确定您没有在配置文件或构造函数或类似的东西中打印html。我遇到了同样的问题。解决方案是创建单独的文件来处理ajax请求。
#1
2
Try this way
试试这种方式
displaystring.php :
<?php
function displayString() {
return "The string passed is: ".$_POST['input'];
}
echo displayString();
?>
#2
1
First of all you must specify headers:
首先,您必须指定标题:
header('Content-type: text/json');
header('Content-type: application/json');
Second you must to formmat your content for this kind of headers:
其次,你必须为这种标题形成你的内容:
<?php
function displayString() {
return json_encode($_POST);
}
echo displayString();
?>
And also you must to read official documentation:
您还必须阅读官方文档:
- Headers in php
- JSON format
php中的标题
You php file must be something like that:
你的php文件必须是这样的:
<?php
header('Content-type: text/json');
function displayString() {
return json_encode($_POST);
}
echo displayString();
#3
1
Okay after banging my head against a stone wall for the whole day, I figured out the solution myself.

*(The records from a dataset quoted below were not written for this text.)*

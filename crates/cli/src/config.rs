//! Resolution of command-line input and environment into run settings.

use std::collections::HashSet;
use std::io::IsTerminal;
use std::time::Duration;

use anyhow::{bail, Context, Result};
use tracker::{ChannelName, PrNumber, DEFAULT_CHANNELS, REPO_NAME, REPO_OWNER};

use crate::args::{Cli, ColorMode};

/// Everything `main` needs to run one check.
#[derive(Debug, Clone)]
pub struct Settings {
    pub pr: PrNumber,
    pub channels: Vec<ChannelName>,
    pub token: Option<String>,
    pub api_url: String,
    pub timeout: Duration,
    pub json: bool,
    pub color: bool,
    pub hyperlinks: bool,
}

impl Settings {
    /// Validates `cli` and reads terminal state and `NO_COLOR`/`TERM`.
    pub fn from_cli(cli: &Cli) -> Result<Self> {
        let pr = parse_pr_input(&cli.pr)?;
        let channels = parse_channels(cli.channels.as_deref())?;
        if cli.timeout == 0 {
            bail!("--timeout must be at least 1 second");
        }

        let stdout_is_terminal = std::io::stdout().is_terminal();
        let no_color = std::env::var_os("NO_COLOR").is_some_and(|v| !v.is_empty());
        let term = std::env::var("TERM").ok();

        Ok(Self {
            pr,
            channels,
            token: normalize_token(cli.github_token.as_deref()),
            api_url: cli.api_url.clone(),
            timeout: Duration::from_secs(cli.timeout),
            json: cli.json,
            color: should_use_color(cli.color, stdout_is_terminal, no_color, term.as_deref()),
            hyperlinks: stdout_is_terminal,
        })
    }
}

/// Parses a pull request given as `476497`, `#476497`, or a
/// `https://github.com/NixOS/nixpkgs/pull/476497[/...]` URL.
pub fn parse_pr_input(input: &str) -> Result<PrNumber> {
    let input = input.trim();
    if input.is_empty() {
        bail!("pull request number or URL is required");
    }

    let digits = match input.strip_prefix('#') {
        Some(rest) => rest,
        None if input.contains('/') => pr_number_from_url(input)?,
        None => input,
    };

    if digits.is_empty() || !digits.bytes().all(|b| b.is_ascii_digit()) {
        bail!("invalid pull request number '{input}'");
    }
    let value: u64 = digits
        .parse()
        .with_context(|| format!("pull request number '{digits}' is out of range"))?;
    PrNumber::new(value).context("pull request number must be positive")
}

fn pr_number_from_url(url: &str) -> Result<&str> {
    let rest = url
        .strip_prefix("https://")
        .or_else(|| url.strip_prefix("http://"))
        .unwrap_or(url);
    let rest = rest.split(|c: char| c == '?' || c == '#').next().unwrap_or_default();

    let mut segments = rest.split('/').filter(|s| !s.is_empty());
    let host = segments.next().unwrap_or_default();
    let owner = segments.next().unwrap_or_default();
    let repo = segments.next().unwrap_or_default();
    let kind = segments.next().unwrap_or_default();
    let number = segments.next().unwrap_or_default();

    if !matches!(host.to_ascii_lowercase().as_str(), "github.com" | "www.github.com") {
        bail!("'{url}' is not a github.com pull request URL");
    }
    if !owner.eq_ignore_ascii_case(REPO_OWNER) || !repo.eq_ignore_ascii_case(REPO_NAME) {
        bail!("only {REPO_OWNER}/{REPO_NAME} pull requests are supported, got {owner}/{repo}");
    }
    if kind != "pull" {
        bail!("'{url}' is not a pull request URL");
    }
    Ok(number)
}

/// Parses `--channels`, falling back to [`DEFAULT_CHANNELS`].
///
/// Entries are trimmed, empty entries dropped, and duplicates removed keeping
/// the first occurrence, so the result is non-empty and duplicate-free.
pub fn parse_channels(raw: Option<&str>) -> Result<Vec<ChannelName>> {
    let Some(raw) = raw else {
        return Ok(DEFAULT_CHANNELS
            .iter()
            .filter_map(|name| ChannelName::new(*name))
            .collect());
    };

    let mut seen = HashSet::new();
    let mut channels = Vec::new();
    for name in raw.split(',').map(str::trim).filter(|n| !n.is_empty()) {
        if name.chars().any(char::is_whitespace) || name.contains("..") {
            bail!("invalid channel name '{name}'");
        }
        if seen.insert(name) {
            channels.extend(ChannelName::new(name));
        }
    }

    if channels.is_empty() {
        bail!("no channels given");
    }
    Ok(channels)
}

/// Treats an unset or blank token as absent.
pub fn normalize_token(raw: Option<&str>) -> Option<String> {
    raw.map(str::trim)
        .filter(|t| !t.is_empty())
        .map(str::to_string)
}

/// Decides whether to emit ANSI colors.
pub fn should_use_color(
    mode: ColorMode,
    stdout_is_terminal: bool,
    no_color: bool,
    term: Option<&str>,
) -> bool {
    match mode {
        ColorMode::Always => true,
        ColorMode::Never => false,
        ColorMode::Auto => stdout_is_terminal && !no_color && term != Some("dumb"),
    }
}
//! `tracing` subscriber setup. Diagnostics go to stderr so stdout stays
//! parseable when `--json` is used.

use anyhow::{anyhow, Result};
use tracing_subscriber::EnvFilter;

const QUIET_DIRECTIVES: &str = "warn";
const VERBOSE_DIRECTIVES: &str = "warn,checker=debug,github=debug,nprt=debug";

/// Filter directives used when `RUST_LOG` is unset.
pub fn default_directives(verbose: bool) -> &'static str {
    if verbose {
        VERBOSE_DIRECTIVES
    } else {
        QUIET_DIRECTIVES
    }
}

/// Installs the global subscriber. `RUST_LOG` overrides `--verbose`.
pub fn init_logging(verbose: bool) -> Result<()> {
    let filter = match std::env::var(EnvFilter::DEFAULT_ENV) {
        Ok(directives) if !directives.trim().is_empty() => EnvFilter::try_new(directives)?,
        _ => EnvFilter::try_new(default_directives(verbose))?,
    };

    tracing_subscriber::fmt()
        .with_env_filter(filter)
        .with_writer(std::io::stderr)
        .with_target(verbose)
        .try_init()
        .map_err(|e| anyhow!("failed to install log subscriber: {e}"))
}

好吧,在将我的头撞在石墙上一整天之后,我自己想出了解决方案。
I just modified the code a bit to serve the purpose of finding the answer to my question.
我只是修改了一些代码,以便找到我的问题的答案。
show.js
define(function (require) {
return {
result: ko.observable(),
activate: function() {
//var moviesRepository = require("repositories/moviesRepository");
var self = this;
$.ajax({
url: "controllers/displaystring.php",
type: "get",
data: {input:"show"},
dataType: "html",
success: function(data){
self.result(data);
debugger;
}});
}
};
});
displaystring.php
<?php
function display() {
echo 'Hi I am some random '.rand().' output from the server.';
}
display();
//echo "Hello World!";
?>
And that's it! You don't have to type the entire HTML code for the PHP file. Just include the PHP script and you will get the output.
就是这样!您不必键入PHP文件的整个HTML代码。只需包含PHP脚本,您就可以获得输出。
Thank you all very much for your help. :)
非常感谢你的帮助。 :)
#4
0
Have only PHP script like @tyagi mentioned & change $_POST('string') to $_POST['string].
只有像@tyagi这样的PHP脚本提到并将$ _POST('string')更改为$ _POST ['string]。
#5
0
Make Sure You didn't print the html in config file or constructor or something like that. I got the the same problem. Solution is to create separate file to handle the ajax request.
确定您没有在配置文件或构造函数或类似的东西中打印html。我遇到了同样的问题。解决方案是创建单独的文件来处理ajax请求。